Hi All,
I am newbie to NIFI!
Today I got one problem of duplicate records, Below is the following scenario:
We need to get data from Splunk to HDFS in Parquet format so we created a Data Flow with NIFI
- I am getting data from Splunk using GetSplunk in JSON format and later putting in HDFS using the PutParquet processor with JsonTreeReader, AvroSchema.

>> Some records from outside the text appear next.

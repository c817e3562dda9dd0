//! rangewatch: IPv4 Range Reachability Monitor
//!
//! A library for periodically probing every host of configured IPv4
//! ranges with a waterfall of reachability checks and tracking a rolling
//! quality signal per host.

pub mod config;
pub mod host;
pub mod monitor;
pub mod probe;
pub mod time;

- I am successful in this but later I see there are duplicate records of each record, So seeking help here to fix this issue and below is the sample JSON record and PFA for the NIFI DataFlow screenshot.
Thanks In Advance.
Example Data Record:
[ {
"preview" : true,
"offset" : 0,
"result" : {
"action" : "allowed",
"app" : "",
"dest" : "xxxx.xx.xxx.xxx",
"dest_bunit" : "",
"dest_category" : "",
"dest_ip" : "xxx.xx.xxx.xxx",
"dest_port" : "xxx",
"dest_priority" : "",
"direction" : "N/A",
"duration" : "",
"dvc" : "xxx.xx.xxx.xxx",
"dvc_ip" : "xxx.xx.xxx.xxx",
"protocol" : "HTTPS",
"response_time" : "",
"rule" : "/Common/ds_policy_2",
"session_id" : "ad240f0634150d02",
"src" : "xx.xxx.xxx.xx",
"src_bunit" : "",
"src_category" : "",
"src_ip" : "xx.xxx.xxx.xx",
"src_port" : "62858",
"src_priority" : "",
"tag" : "proxy,web",
"usr" : "N/A",
"user_bunit" : "",
"user_category" : "",
"user_priority" : "",
"vendor_product" : "ASM",
"vendor_product_uuid" : "",
"ts" : "",
"description" : "",
"action_reason" : "",
"severity" : "Informational",
"user_type" : "",
"service_type" : "",
"dt" : "20200331",
"hr" : "15"
},
"lastrow" : null
} ]